Using the records that appear below, write out exactly the lines from the one with "#[arg(long, global = true, env" through the one with "#[command(subcommand)]", keeping both end lines.

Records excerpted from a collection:
########################################
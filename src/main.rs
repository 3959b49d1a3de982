//! CLI entry point for the best-tower finder.
//!
//! Finds the tower with the highest average RSSI for a farm across all CSV
//! resources advertised by the resource-list endpoint.

use anyhow::Result;
use best_tower::{
    fetch::BasicClient,
    lister::list_resources,
    output::{render_json, render_text},
    parser::{InvalidReadingPolicy, MalformedRowPolicy, ParseOptions},
    pipeline::{DEFAULT_RESOURCE_LIST_URL, run},
};
use clap::{Parser, Subcommand};
use std::ffi::OsStr;
use std::path::{Path, PathBuf};
use std::time::Duration;
use tracing::info;
use tracing_appender::non_blocking::WorkerGuard;
use tracing_subscriber::{
    EnvFilter, Layer,
    fmt::{self, format::FmtSpan},
    layer::SubscriberExt,
    util::SubscriberInitExt,
};

#[derive(Parser)]
#[command(name = "best_tower")]
#[command(about = "Find the tower with the best average RSSI in a farm", long_about = None)]
struct Cli {
    /// URL of the JSON list of CSV resources
    #[arg(long, global = true, env = "BEST_TOWER_ENDPOINT", default_value = DEFAULT_RESOURCE_LIST_URL)]
    endpoint: String,

    /// Per-request timeout in seconds (no timeout if unset)
    #[arg(long, global = true, value_parser = clap::value_parser!(u64).range(1..))]
    timeout_secs: Option<u64>,

    #[command(subcommand)]
    command: Commands,
}

#[derive(Subcommand)]
enum Commands {
    /// Report the tower with the highest average RSSI for a farm
    Best {
        /// Farm identifier to filter rows on
        #[arg(value_name = "FARM_ID")]
        farm_id: String,

        /// Print the report as JSON
        #[arg(long, default_value_t = false)]
        json: bool,

        /// Fail a resource on an unparseable reading instead of counting it as 0.0
        #[arg(long, default_value_t = false)]
        reject_invalid_readings: bool,

        /// Skip rows without three fields instead of discarding the resource
        #[arg(long, default_value_t = false)]
        skip_malformed_rows: bool,
    },
    /// Print the CSV resource URLs served by the endpoint
    ListResources,
}

/// Default location of the JSON log file, overridable with `LOG_FILE_PATH`.
const DEFAULT_LOG_FILE: &str = "logs/best_tower.log";

/// Installs the stderr and JSON-file log layers.
///
/// The returned guard flushes the file writer and must live until exit.
fn init_logging() -> Result<WorkerGuard> {
    let log_file = PathBuf::from(
        std::env::var("LOG_FILE_PATH").unwrap_or_else(|_| DEFAULT_LOG_FILE.to_string()),
    );
    let log_dir = log_file
        .parent()
        .filter(|dir| !dir.as_os_str().is_empty())
        .unwrap_or(Path::new("."));
    let log_name = log_file
        .file_name()
        .unwrap_or(OsStr::new("best_tower.log"));

    let (file_writer, guard) =
        tracing_appender::non_blocking(tracing_appender::rolling::daily(log_dir, log_name));

    // Human-readable progress on stderr; stdout is reserved for the report.
    let console = fmt::layer()
        .with_target(true)
        .with_span_events(FmtSpan::CLOSE)
        .with_writer(std::io::stderr)
        .with_filter(EnvFilter::from_env("RUST_LOG").add_directive("info".parse()?));

    let json_file = fmt::layer()
        .json()
        .with_current_span(true)
        .with_span_list(true)
        .with_writer(file_writer)
        .with_filter(EnvFilter::from_env("RUST_LOG_JSON").add_directive("debug".parse()?));

    tracing_subscriber::registry()
        .with(console)
        .with(json_file)
        .try_init()?;

    Ok(guard)
}

#[tokio::main]
async fn main() -> Result<()> {
    dotenvy::dotenv().ok();
    let _log_guard = init_logging()?;

    let cli = Cli::parse();

    let client = match cli.timeout_secs {
        Some(secs) => BasicClient::with_timeout(Duration::from_secs(secs))?,
        None => BasicClient::new(),
    };

    match cli.command {
        Commands::Best {
            farm_id,
            json,
            reject_invalid_readings,
            skip_malformed_rows,
        } => {
            let options = ParseOptions {
                malformed_rows: if skip_malformed_rows {
                    MalformedRowPolicy::SkipRow
                } else {
                    MalformedRowPolicy::DiscardResource
                },
                invalid_readings: if reject_invalid_readings {
                    InvalidReadingPolicy::Reject
                } else {
                    InvalidReadingPolicy::TreatAsZero
                },
            };

            let farm_id = farm_id.trim();
            let report = run(&client, &cli.endpoint, farm_id, &options).await?;

            if json {
                println!("{}", render_json(&report)?);
            } else {
                print!("{}", render_text(&report));
            }
        }
        Commands::ListResources => {
            let locators = list_resources(&client, &cli.endpoint).await?;
            info!(count = locators.len(), "Resource list printed");
            for locator in &locators {
                println!("{locator}");
            }
        }
    }

    Ok(())
}
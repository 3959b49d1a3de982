use async_trait::async_trait;
use reqwest::{Request, Response};

/// Executes a prepared HTTP request.
#[async_trait]
pub trait HttpClient: Send + Sync {
    async fn execute(&self, req: Request) -> reqwest::Result<Response>;
}
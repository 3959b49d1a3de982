pub mod analyzers;
pub mod error;
pub mod fetch;
pub mod lister;
pub mod output;
pub mod parser;
pub mod pipeline;
pub mod stats;
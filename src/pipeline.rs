//! End-to-end run: list resources, parse each one, merge, select.

use chrono::{DateTime, Utc};
use serde::Serialize;
use tracing::{debug, info, warn};

use crate::analyzers::aggregate::merge_into;
use crate::analyzers::select::{BestTower, select_best};
use crate::error::FetchError;
use crate::fetch::HttpClient;
use crate::lister::list_resources;
use crate::parser::{ParseOptions, parse_resource};
use crate::stats::TowerMap;

/// Endpoint serving the JSON list of CSV resource URLs.
pub const DEFAULT_RESOURCE_LIST_URL: &str = "https://api.onizmx.com/lambda/tower_stream";

/// Outcome of a run.
#[derive(Debug, Clone, PartialEq, Serialize)]
#[serde(tag = "status", rename_all = "snake_case")]
pub enum PipelineResult {
    Found(BestTower),
    /// No successfully parsed resource had a row for the farm.
    NotFound,
}

/// Everything a run produced, for display by the caller.
#[derive(Debug, Clone, Serialize)]
pub struct RunReport {
    pub farm_id: String,
    pub generated_at: DateTime<Utc>,
    pub resources_total: usize,
    pub resources_succeeded: usize,
    pub towers: TowerMap,
    pub result: PipelineResult,
}

impl RunReport {
    pub fn resources_failed(&self) -> usize {
        self.resources_total - self.resources_succeeded
    }
}

/// Runs the whole pipeline for `farm_id`.
///
/// Resources are fetched one at a time in list order. A resource that fails
/// to fetch or parse is logged and skipped; it contributes nothing to the
/// result. Finding no matching rows is reported as
/// [`PipelineResult::NotFound`], not as an error.
///
/// # Errors
///
/// Only a failure to retrieve or decode the resource list is returned.
#[tracing::instrument(skip(client, options))]
pub async fn run<C: HttpClient>(
    client: &C,
    endpoint: &str,
    farm_id: &str,
    options: &ParseOptions,
) -> Result<RunReport, FetchError> {
    let locators = list_resources(client, endpoint).await?;
    info!(count = locators.len(), "Retrieving CSV resources");

    let mut towers = TowerMap::new();
    let mut succeeded = 0usize;

    for locator in &locators {
        match parse_resource(client, locator, farm_id, options).await {
            Ok(resource) => {
                debug!(locator = %locator, towers = resource.len(), "Resource merged");
                towers = merge_into(towers, resource);
                succeeded += 1;
            }
            Err(e) => {
                warn!(locator = %locator, kind = e.kind(), error = %e, "Skipping resource");
            }
        }
    }

    info!(
        succeeded,
        total = locators.len(),
        towers = towers.len(),
        "Finished retrieving resources"
    );

    let result = match select_best(&towers) {
        Some(best) => {
            info!(tower_id = %best.tower_id, average = best.average_signal, "Best tower selected");
            PipelineResult::Found(best)
        }
        None => {
            info!("No rows found for farm");
            PipelineResult::NotFound
        }
    };

    Ok(RunReport {
        farm_id: farm_id.to_string(),
        generated_at: Utc::now(),
        resources_total: locators.len(),
        resources_succeeded: succeeded,
        towers,
        result,
    })
}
########################################
Answer section:
    #[arg(long, global = true, env = "BEST_TOWER_ENDPOINT", default_value = DEFAULT_RESOURCE_LIST_URL)]
    endpoint: String,

    /// Per-request timeout in seconds (no timeout if unset)
    #[arg(long, global = true, value_parser = clap::value_parser!(u64).range(1..))]
    timeout_secs: Option<u64>,

    #[command(subcommand)]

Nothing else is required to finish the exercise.